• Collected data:

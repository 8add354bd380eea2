use std::fmt;

use thiserror::Error;

/// Failure taxonomy shared by every layer of the conversation engine.
#[derive(Debug, Clone, PartialEq, Eq, Error)]
pub enum ChatError {
    #[error("authentication required")]
    AuthRequired,

    #[error("rate limited{}", hint_suffix(.retry_hint))]
    RateLimited { retry_hint: Option<String> },

    #[error("transient failure: {0}")]
    Transient(String),

    #[error("protocol error: {0}")]
    Protocol(String),

    #[error("unexpected response format: {0}")]
    Parse(String),

    #[error("a request is already in flight")]
    Busy,

    #[error("session is closed")]
    Closed,

    #[error("not found: {0}")]
    NotFound(String),

    #[error("{name} is {size} bytes; the limit is {limit} bytes")]
    TooLarge { name: String, size: u64, limit: u64 },

    #[error("unsupported: {0}")]
    Unsupported(String),

    #[error("gem '{0}' is predefined and cannot be modified")]
    Immutable(String),

    #[error("storage error: {0}")]
    Storage(String),

    #[error("request was cancelled")]
    Cancelled,
}

/// Structured kind of a [`ChatError`], used as a log field.
#[derive(Debug, Clone, Copy, PartialEq, Eq, Hash)]
pub enum ErrorKind {
    AuthRequired,
    RateLimited,
    Transient,
    Protocol,
    ParseError,
    Busy,
    Closed,
    NotFound,
    TooLarge,
    Unsupported,
    Immutable,
    Storage,
    Cancelled,
}

impl ErrorKind {
    #[must_use]
    pub fn as_str(self) -> &'static str {
        match self {
            Self::AuthRequired => "auth_required",
            Self::RateLimited => "rate_limited",
            Self::Transient => "transient",
            Self::Protocol => "protocol",
            Self::ParseError => "parse_error",
            Self::Busy => "busy",
            Self::Closed => "closed",
            Self::NotFound => "not_found",
            Self::TooLarge => "too_large",
            Self::Unsupported => "unsupported",
            Self::Immutable => "immutable",
            Self::Storage => "storage",
            Self::Cancelled => "cancelled",
        }
    }
}

impl fmt::Display for ErrorKind {
    fn fmt(&self, f: &mut fmt::Formatter<'_>) -> fmt::Result {
        f.write_str(self.as_str())
    }
}

impl ChatError {
    #[must_use]
    pub fn kind(&self) -> ErrorKind {
        match self {
            Self::AuthRequired => ErrorKind::AuthRequired,
            Self::RateLimited { .. } => ErrorKind::RateLimited,
            Self::Transient(_) => ErrorKind::Transient,
            Self::Protocol(_) => ErrorKind::Protocol,
            Self::Parse(_) => ErrorKind::ParseError,
            Self::Busy => ErrorKind::Busy,
            Self::Closed => ErrorKind::Closed,
            Self::NotFound(_) => ErrorKind::NotFound,
            Self::TooLarge { .. } => ErrorKind::TooLarge,
            Self::Unsupported(_) => ErrorKind::Unsupported,
            Self::Immutable(_) => ErrorKind::Immutable,
            Self::Storage(_) => ErrorKind::Storage,
            Self::Cancelled => ErrorKind::Cancelled,
        }
    }

    /// Single-line text for the UI banner.
    #[must_use]
    pub fn banner(&self) -> String {
        match self {
            Self::AuthRequired => "session expired — refresh cookies".to_owned(),
            Self::RateLimited { retry_hint } => {
                format!("rate limited by the service{}", hint_suffix(retry_hint))
            }
            Self::Parse(_) => "unexpected response format".to_owned(),
            Self::Cancelled => "request cancelled".to_owned(),
            other => first_line(&other.to_string()).to_owned(),
        }
    }

    /// Whether the transport may retry this failure on its own.
    #[must_use]
    pub fn is_transient(&self) -> bool {
        matches!(self, Self::Transient(_))
    }
}

fn hint_suffix(hint: &Option<String>) -> String {
    match hint.as_deref().map(str::trim) {
        Some(hint) if !hint.is_empty() => format!(" ({hint})"),
        _ => String::new(),
    }
}

fn first_line(text: &str) -> &str {
    text.lines().next().unwrap_or_default()
}

#[cfg(test)]
mod tests {
    use super::{ChatError, ErrorKind};

    #[test]
    fn banner_uses_fixed_copy_for_auth_and_parse_failures() {
        assert_eq!(
            ChatError::AuthRequired.banner(),
            "session expired — refresh cookies"
        );
        assert_eq!(
            ChatError::Parse("slot 4 missing".to_owned()).banner(),
            "unexpected response format"
        );
    }

    #[test]
    fn rate_limit_banner_carries_retry_hint() {
        let error = ChatError::RateLimited {
            retry_hint: Some("retry after 30s".to_owned()),
        };

        assert_eq!(error.banner(), "rate limited by the service (retry after 30s)");
        assert_eq!(error.kind(), ErrorKind::RateLimited);
    }

    #[test]
    fn banner_is_single_line() {
        let error = ChatError::Storage("disk full\nwhile renaming".to_owned());
        assert_eq!(error.banner(), "storage error: disk full");
    }

    #[test]
    fn kind_names_are_snake_case() {
        assert_eq!(ChatError::Parse(String::new()).kind().to_string(), "parse_error");
        assert_eq!(
            ChatError::TooLarge {
                name: "a.bin".to_owned(),
                size: 2,
                limit: 1,
            }
            .kind()
            .as_str(),
            "too_large"
        );
    }
}
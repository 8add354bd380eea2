//! Transport-only client primitives for the chat web service.
//!
//! This crate owns request building, session bootstrap, retry/backoff,
//! uploads and response-frame decoding for the service's RPC endpoints.
//! It knows nothing about conversations or persistence: payload strings
//! inside frames are returned undecoded for the caller to interpret.
//!
//! Persona list and mutation RPCs are encoded and decoded in [`gems`]
//! since their payload shapes are part of the wire contract.

pub mod client;
pub mod config;
pub mod error;
pub mod frames;
pub mod gems;
pub mod headers;
pub mod payload;
pub mod retry;
pub mod url;

pub use client::{AccessSession, CancellationSignal, UploadTarget, WebApiClient};
pub use config::{SessionCookies, WebApiConfig};
pub use error::WebApiError;
pub use frames::{decode_frames, WireFrame};
pub use gems::WireGem;
pub use payload::{BatchCall, FileRef, GenerateCall, WireBatch};
pub use url::normalize_base_url;
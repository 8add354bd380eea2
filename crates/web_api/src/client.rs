use std::future::Future;
use std::sync::atomic::{AtomicBool, AtomicU64, Ordering};
use std::sync::{Arc, Mutex, MutexGuard, OnceLock};
use std::time::Duration;

use regex::Regex;
use reqwest::header::{HeaderMap, HeaderName, HeaderValue, RETRY_AFTER};
use reqwest::multipart::{Form, Part};
use reqwest::{Client, Response, StatusCode};
use tracing::{debug, info, warn};

use crate::config::{SessionCookies, WebApiConfig};
use crate::error::{classify_status, WebApiError};
use crate::frames::{decode_frames, WireFrame};
use crate::headers::{build_headers, RequestKind};
use crate::payload::{batch_form, generate_form, rpc_ids, rpc_query, BatchCall, WireBatch};
use crate::retry::{is_retryable_status, is_transient_error_text, retry_delay, MAX_ATTEMPTS};
use crate::url::{app_url, batch_execute_url, generate_url, is_login_redirect, normalize_base_url};

/// Optional cancellation signal shared across request loops.
pub type CancellationSignal = Arc<AtomicBool>;

const CANCEL_POLL_INTERVAL: Duration = Duration::from_millis(25);

/// Values scraped from the app page that authorize RPC posts.
#[derive(Debug, Clone, PartialEq, Eq)]
pub struct AccessSession {
    /// Anti-forgery token sent as the `at` form field.
    pub access_token: String,
    /// Build label sent as `bl`.
    pub build_label: Option<String>,
    /// Session id sent as `f.sid`.
    pub session_id: Option<String>,
}

/// Which upload endpoint to use.
#[derive(Debug, Clone, Copy, PartialEq, Eq)]
pub enum UploadTarget {
    File,
    Image,
}

#[derive(Debug)]
pub struct WebApiClient {
    http: Client,
    config: WebApiConfig,
    cookies: Mutex<SessionCookies>,
    access: Mutex<Option<AccessSession>>,
    request_id: AtomicU64,
}

impl WebApiClient {
    pub fn new(config: WebApiConfig) -> Result<Self, WebApiError> {
        let base = normalize_base_url(&config.base_url);
        ::url::Url::parse(&base).map_err(|error| WebApiError::InvalidBaseUrl(format!("{base}: {error}")))?;
        if config.cookies.is_empty() {
            return Err(WebApiError::MissingCookies);
        }

        let http = Client::builder()
            .timeout(config.attempt_timeout)
            .build()
            .map_err(WebApiError::from)?;
        Ok(Self {
            http,
            cookies: Mutex::new(config.cookies.clone()),
            config,
            access: Mutex::new(None),
            request_id: AtomicU64::new(initial_request_id()),
        })
    }

    pub fn config(&self) -> &WebApiConfig {
        &self.config
    }

    pub fn cookies(&self) -> SessionCookies {
        lock_unpoisoned(&self.cookies).clone()
    }

    /// Replace the session cookies and drop the cached access session.
    pub fn set_cookies(&self, cookies: SessionCookies) -> Result<(), WebApiError> {
        if cookies.is_empty() {
            return Err(WebApiError::MissingCookies);
        }
        *lock_unpoisoned(&self.cookies) = cookies;
        self.reset_access();
        Ok(())
    }

    pub fn access_session(&self) -> Option<AccessSession> {
        lock_unpoisoned(&self.access).clone()
    }

    /// Forget the access session so the next call bootstraps again.
    pub fn reset_access(&self) {
        lock_unpoisoned(&self.access).take();
    }

    fn header_map(&self, kind: RequestKind<'_>) -> Result<HeaderMap, WebApiError> {
        let headers = build_headers(&self.config, &self.cookies(), kind)?;
        let mut out = HeaderMap::new();
        for (key, value) in headers {
            out.insert(
                HeaderName::from_bytes(key.as_bytes())
                    .map_err(|_| WebApiError::InvalidHeader(format!("invalid header key: {key}")))?,
                HeaderValue::from_str(&value)
                    .map_err(|_| WebApiError::InvalidHeader(format!("invalid header value for {key}")))?,
            );
        }
        Ok(out)
    }

    /// Fetch the app page and extract a fresh access session.
    pub async fn bootstrap(
        &self,
        cancellation: Option<&CancellationSignal>,
    ) -> Result<AccessSession, WebApiError> {
        let request = self
            .http
            .get(app_url(&self.config.base_url))
            .headers(self.header_map(RequestKind::Bootstrap)?)
            .send();
        let response = await_or_cancel(request, cancellation).await??;
        let response = check_response(response, cancellation).await?;
        let page = await_or_cancel(response.text(), cancellation).await??;

        let session = parse_bootstrap_page(&page).ok_or(WebApiError::AuthRequired)?;
        info!(
            has_build_label = session.build_label.is_some(),
            has_session_id = session.session_id.is_some(),
            "web session bootstrapped"
        );
        *lock_unpoisoned(&self.access) = Some(session.clone());
        Ok(session)
    }

    /// Return the cached access session, bootstrapping when absent.
    pub async fn ensure_access(
        &self,
        cancellation: Option<&CancellationSignal>,
    ) -> Result<AccessSession, WebApiError> {
        if let Some(session) = self.access_session() {
            return Ok(session);
        }
        self.bootstrap(cancellation).await
    }

    /// Dispatch a batch and return its frames.
    ///
    /// Batch-execute frames are returned in request order. Transient
    /// failures are retried; the whole call is bounded by the configured
    /// total deadline.
    pub async fn execute(
        &self,
        batch: &WireBatch,
        cancellation: Option<&CancellationSignal>,
    ) -> Result<Vec<WireFrame>, WebApiError> {
        let deadline = self.config.total_deadline;
        let frames = tokio::time::timeout(
            deadline,
            self.with_retry(cancellation, || self.execute_once(batch, cancellation)),
        )
        .await
        .map_err(|_| {
            warn!(deadline_secs = deadline.as_secs(), "request deadline exceeded");
            WebApiError::DeadlineExceeded
        })??;

        match batch {
            WireBatch::Generate(_) => Ok(frames),
            WireBatch::Execute(calls) => order_frames(calls, frames),
        }
    }

    async fn execute_once(
        &self,
        batch: &WireBatch,
        cancellation: Option<&CancellationSignal>,
    ) -> Result<Vec<WireFrame>, WebApiError> {
        let access = self.ensure_access(cancellation).await?;
        let request_id = self.next_request_id();
        let mut query = rpc_query(
            access.build_label.as_deref(),
            access.session_id.as_deref(),
            &self.config.language,
            request_id,
        );

        let (url, form, kind) = match batch {
            WireBatch::Generate(call) => (
                generate_url(&self.config.base_url),
                generate_form(call, &access.access_token),
                RequestKind::Rpc {
                    model_id: call.model_id.as_deref(),
                },
            ),
            WireBatch::Execute(calls) => {
                query.insert(0, ("rpcids".to_owned(), rpc_ids(calls)));
                (
                    batch_execute_url(&self.config.base_url),
                    batch_form(calls, &access.access_token),
                    RequestKind::Rpc { model_id: None },
                )
            }
        };

        debug!(request_id, url = %url, "dispatching rpc request");
        let request = self
            .http
            .post(url)
            .headers(self.header_map(kind)?)
            .query(&query)
            .form(&form)
            .send();
        let response = await_or_cancel(request, cancellation).await??;
        let response = check_response(response, cancellation).await?;
        let body = await_or_cancel(response.text(), cancellation).await??;
        decode_frames(&body)
    }

    /// Upload bytes and return the server-issued id.
    pub async fn upload(
        &self,
        target: UploadTarget,
        name: &str,
        mime: &str,
        bytes: Vec<u8>,
        cancellation: Option<&CancellationSignal>,
    ) -> Result<String, WebApiError> {
        let url = match target {
            UploadTarget::File => &self.config.upload_url,
            UploadTarget::Image => &self.config.image_upload_url,
        };

        let bytes = &bytes;
        self.with_retry(cancellation, move || async move {
            let part = Part::bytes(bytes.clone())
                .file_name(name.to_owned())
                .mime_str(mime)?;
            let request = self
                .http
                .post(url.as_str())
                .headers(self.header_map(RequestKind::Upload)?)
                .timeout(self.config.upload_timeout)
                .multipart(Form::new().part("file", part))
                .send();
            let response = await_or_cancel(request, cancellation).await??;
            let response = check_response(response, cancellation).await?;
            let id = await_or_cancel(response.text(), cancellation).await??;
            let id = id.trim();
            if id.is_empty() {
                return Err(WebApiError::MalformedFrames("upload returned an empty id".to_owned()));
            }
            debug!(upload_target = ?target, name, "upload accepted");
            Ok(id.to_owned())
        })
        .await
    }

    async fn with_retry<T, F, Fut>(
        &self,
        cancellation: Option<&CancellationSignal>,
        mut operation: F,
    ) -> Result<T, WebApiError>
    where
        F: FnMut() -> Fut,
        Fut: Future<Output = Result<T, WebApiError>>,
    {
        let mut last_status: Option<StatusCode> = None;
        let mut last_error = None;

        for attempt in 0..MAX_ATTEMPTS {
            if is_cancelled(cancellation) {
                return Err(WebApiError::Cancelled);
            }

            match operation().await {
                Ok(value) => return Ok(value),
                Err(error) if should_retry(&error) => {
                    if let WebApiError::Status(status, _) = &error {
                        last_status = Some(*status);
                    }
                    last_error = Some(error.to_string());
                    if attempt + 1 < MAX_ATTEMPTS {
                        let delay = retry_delay(self.config.retry_base_delay, attempt);
                        warn!(attempt, delay_ms = delay.as_millis() as u64, error = %error, "transient failure, retrying");
                        await_or_cancel(tokio::time::sleep(delay), cancellation).await?;
                    }
                }
                Err(error) => {
                    if matches!(error, WebApiError::AuthRequired) {
                        self.reset_access();
                    }
                    return Err(error);
                }
            }
        }

        Err(WebApiError::RetryExhausted {
            status: last_status,
            last_error,
        })
    }

    fn next_request_id(&self) -> u64 {
        self.request_id.fetch_add(100_000, Ordering::Relaxed)
    }
}

/// Extract the access session from the app page.
///
/// Returns `None` when the anti-forgery token is absent, which is what
/// an unauthenticated page looks like.
pub fn parse_bootstrap_page(page: &str) -> Option<AccessSession> {
    let access_token = capture(token_regex(), page)?;
    Some(AccessSession {
        access_token,
        build_label: capture(build_label_regex(), page),
        session_id: capture(session_id_regex(), page),
    })
}

fn capture(regex: &Regex, page: &str) -> Option<String> {
    regex
        .captures(page)
        .and_then(|captures| captures.get(1))
        .map(|value| value.as_str().to_owned())
        .filter(|value| !value.is_empty())
}

fn token_regex() -> &'static Regex {
    static CACHED: OnceLock<Regex> = OnceLock::new();
    CACHED.get_or_init(|| Regex::new(r#""SNlM0e":"(.*?)""#).expect("token regex must compile"))
}

fn build_label_regex() -> &'static Regex {
    static CACHED: OnceLock<Regex> = OnceLock::new();
    CACHED.get_or_init(|| Regex::new(r#""cfb2h":"(.*?)""#).expect("build label regex must compile"))
}

fn session_id_regex() -> &'static Regex {
    static CACHED: OnceLock<Regex> = OnceLock::new();
    CACHED.get_or_init(|| Regex::new(r#""FdrFJe":"(.*?)""#).expect("session id regex must compile"))
}

/// Map redirects to sign-in and non-success statuses to errors.
async fn check_response(
    response: Response,
    cancellation: Option<&CancellationSignal>,
) -> Result<Response, WebApiError> {
    if is_login_redirect(response.url()) {
        return Err(WebApiError::AuthRequired);
    }

    let status = response.status();
    if status.is_success() {
        return Ok(response);
    }

    let retry_after = response
        .headers()
        .get(RETRY_AFTER)
        .and_then(|value| value.to_str().ok())
        .map(str::to_owned);
    let body = await_or_cancel(response.text(), cancellation)
        .await?
        .unwrap_or_default();
    Err(classify_status(status, &body, retry_after.as_deref()))
}

fn should_retry(error: &WebApiError) -> bool {
    match error {
        WebApiError::Status(status, _) => is_retryable_status(status.as_u16()),
        WebApiError::Request(error) => {
            error.is_connect()
                || error.is_timeout()
                || error.is_request()
                || is_transient_error_text(&error_chain_text(error))
        }
        _ => false,
    }
}

fn error_chain_text(error: &reqwest::Error) -> String {
    let mut text = error.to_string();
    let mut source = std::error::Error::source(error);
    while let Some(cause) = source {
        text.push_str(": ");
        text.push_str(&cause.to_string());
        source = cause.source();
    }
    text
}

/// Match frames to calls by `(rpc_id, identifier)`, preserving call order.
fn order_frames(calls: &[BatchCall], frames: Vec<WireFrame>) -> Result<Vec<WireFrame>, WebApiError> {
    let mut remaining: Vec<Option<WireFrame>> = frames.into_iter().map(Some).collect();
    let mut ordered = Vec::with_capacity(calls.len());

    for call in calls {
        let position = remaining.iter().position(|slot| {
            slot.as_ref().is_some_and(|frame| {
                frame.rpc_id.as_deref() == Some(call.rpc_id.as_str())
                    && frame
                        .identifier
                        .as_deref()
                        .map_or(true, |identifier| identifier == call.identifier)
            })
        });
        let frame = position
            .and_then(|index| remaining[index].take())
            .ok_or_else(|| {
                WebApiError::MalformedFrames(format!(
                    "no response frame for {} ({})",
                    call.rpc_id, call.identifier
                ))
            })?;
        ordered.push(frame);
    }

    Ok(ordered)
}

fn initial_request_id() -> u64 {
    use std::time::{SystemTime, UNIX_EPOCH};
    let seconds = SystemTime::now()
        .duration_since(UNIX_EPOCH)
        .unwrap_or_default()
        .as_secs();
    10_000 + seconds % 90_000
}

fn lock_unpoisoned<T>(mutex: &Mutex<T>) -> MutexGuard<'_, T> {
    mutex
        .lock()
        .unwrap_or_else(|poisoned| poisoned.into_inner())
}

fn is_cancelled(cancel: Option<&CancellationSignal>) -> bool {
    cancel.is_some_and(|token| token.load(Ordering::Acquire))
}

async fn await_or_cancel<F>(
    future: F,
    cancellation: Option<&CancellationSignal>,
) -> Result<F::Output, WebApiError>
where
    F: Future,
{
    if cancellation.is_none() {
        return Ok(future.await);
    }

    let mut future = Box::pin(future);

    loop {
        if is_cancelled(cancellation) {
            return Err(WebApiError::Cancelled);
        }

        if let Ok(output) = tokio::time::timeout(CANCEL_POLL_INTERVAL, &mut future).await {
            if is_cancelled(cancellation) {
                return Err(WebApiError::Cancelled);
            }
            return Ok(output);
        }
    }
}
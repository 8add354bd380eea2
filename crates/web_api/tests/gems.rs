use serde_json::{json, Value};
use web_api::gems::{
    create_call, delete_call, list_calls, parse_created_gem_id, parse_gem_list, update_call,
    RPC_CREATE_GEM, RPC_DELETE_GEM, RPC_LIST_GEMS, RPC_UPDATE_GEM,
};
use web_api::{WebApiError, WireGem};

#[test]
fn list_calls_request_system_then_custom() {
    let calls = list_calls(false);
    assert_eq!(calls.len(), 2);
    assert!(calls.iter().all(|call| call.rpc_id == RPC_LIST_GEMS));
    assert_eq!((calls[0].payload.as_str(), calls[0].identifier.as_str()), ("[3]", "system"));
    assert_eq!((calls[1].payload.as_str(), calls[1].identifier.as_str()), ("[2]", "custom"));

    assert_eq!(list_calls(true)[0].payload, "[4]");
}

#[test]
fn mutation_calls_encode_persona_fields() {
    let create = create_call("Tutor", "Explain slowly", "patient");
    assert_eq!(create.rpc_id, RPC_CREATE_GEM);
    let body: Value = serde_json::from_str(&create.payload).expect("payload JSON");
    assert_eq!(body[0][0], json!("Tutor"));
    assert_eq!(body[0][1], json!("patient"));
    assert_eq!(body[0][2], json!("Explain slowly"));

    let update = update_call("g1", "Tutor", "Explain", "");
    assert_eq!(update.rpc_id, RPC_UPDATE_GEM);
    let body: Value = serde_json::from_str(&update.payload).expect("payload JSON");
    assert_eq!(body[0], json!("g1"));
    assert_eq!(body[1][0], json!("Tutor"));

    let delete = delete_call("g1");
    assert_eq!(delete.rpc_id, RPC_DELETE_GEM);
    assert_eq!(delete.payload, r#"["g1"]"#);
}

#[test]
fn gem_list_payload_parses_entries() {
    let payload = json!([
        null,
        null,
        [
            ["g1", ["Tutor", "patient helper"], ["Explain slowly"]],
            ["g2", ["Bare"], null, "unknown trailing field"]
        ]
    ])
    .to_string();

    let gems = parse_gem_list(&payload, false).expect("gem list parses");
    assert_eq!(
        gems,
        vec![
            WireGem {
                id: "g1".to_owned(),
                name: "Tutor".to_owned(),
                description: Some("patient helper".to_owned()),
                prompt: Some("Explain slowly".to_owned()),
                predefined: false,
            },
            WireGem {
                id: "g2".to_owned(),
                name: "Bare".to_owned(),
                description: None,
                prompt: None,
                predefined: false,
            },
        ]
    );
}

#[test]
fn gem_list_without_list_slot_is_empty() {
    assert!(parse_gem_list("[]", true).expect("parses").is_empty());
}

#[test]
fn gem_entry_without_id_is_malformed() {
    let payload = json!([null, null, [[null, ["Nameless"]]]]).to_string();
    assert!(matches!(
        parse_gem_list(&payload, true),
        Err(WebApiError::MalformedFrames(_))
    ));
}

#[test]
fn created_gem_id_is_first_slot() {
    assert_eq!(parse_created_gem_id(r#"["g9", 1]"#).expect("id"), "g9");
    assert!(parse_created_gem_id("[]").is_err());
}
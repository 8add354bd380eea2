//! Subscriber setup for the binary.

use std::fs::OpenOptions;
use std::path::{Path, PathBuf};
use std::sync::Mutex;

use tracing_subscriber::EnvFilter;

pub const LOG_ENV: &str = "GEM_CHAT_LOG";
pub const LOG_FILE: &str = "gem-chat.log";

#[derive(Debug, Clone, PartialEq, Eq)]
pub enum LogTarget {
    File(PathBuf),
    Stderr,
}

impl LogTarget {
    #[must_use]
    pub fn in_config_root(root: &Path) -> Self {
        Self::File(root.join(LOG_FILE))
    }
}

/// `GEM_CHAT_LOG` when set, else `debug` for verbose runs and `info` otherwise.
#[must_use]
pub fn default_directive(verbose: bool) -> &'static str {
    if verbose {
        "debug"
    } else {
        "info"
    }
}

/// Installs the global subscriber. A second call is a no-op.
pub fn init_logging(target: &LogTarget, verbose: bool) -> std::io::Result<()> {
    let filter = EnvFilter::try_from_env(LOG_ENV)
        .unwrap_or_else(|_| EnvFilter::new(default_directive(verbose)));

    let installed = match target {
        LogTarget::File(path) => {
            if let Some(parent) = path.parent() {
                std::fs::create_dir_all(parent)?;
            }
            let file = OpenOptions::new().create(true).append(true).open(path)?;
            tracing_subscriber::fmt()
                .with_env_filter(filter)
                .with_writer(Mutex::new(file))
                .with_ansi(false)
                .try_init()
        }
        LogTarget::Stderr => tracing_subscriber::fmt()
            .with_env_filter(filter)
            .with_writer(std::io::stderr)
            .with_target(false)
            .try_init(),
    };
    // Already installed (tests, embedding callers).
    let _ = installed;
    Ok(())
}

#[cfg(test)]
mod tests {
    use super::*;

    #[test]
    fn verbose_raises_the_default_level() {
        assert_eq!(default_directive(false), "info");
        assert_eq!(default_directive(true), "debug");
    }

    #[test]
    fn file_target_lives_in_config_root() {
        assert_eq!(
            LogTarget::in_config_root(Path::new("/tmp/gem")),
            LogTarget::File(PathBuf::from("/tmp/gem/gem-chat.log"))
        );
    }
}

• EXERCISE: Every line with "Bare" in it should be copied from the entries.

• ANSWER SPACE:
            ["g2", ["Bare"], null, "unknown trailing field"]
                name: "Bare".to_owned(),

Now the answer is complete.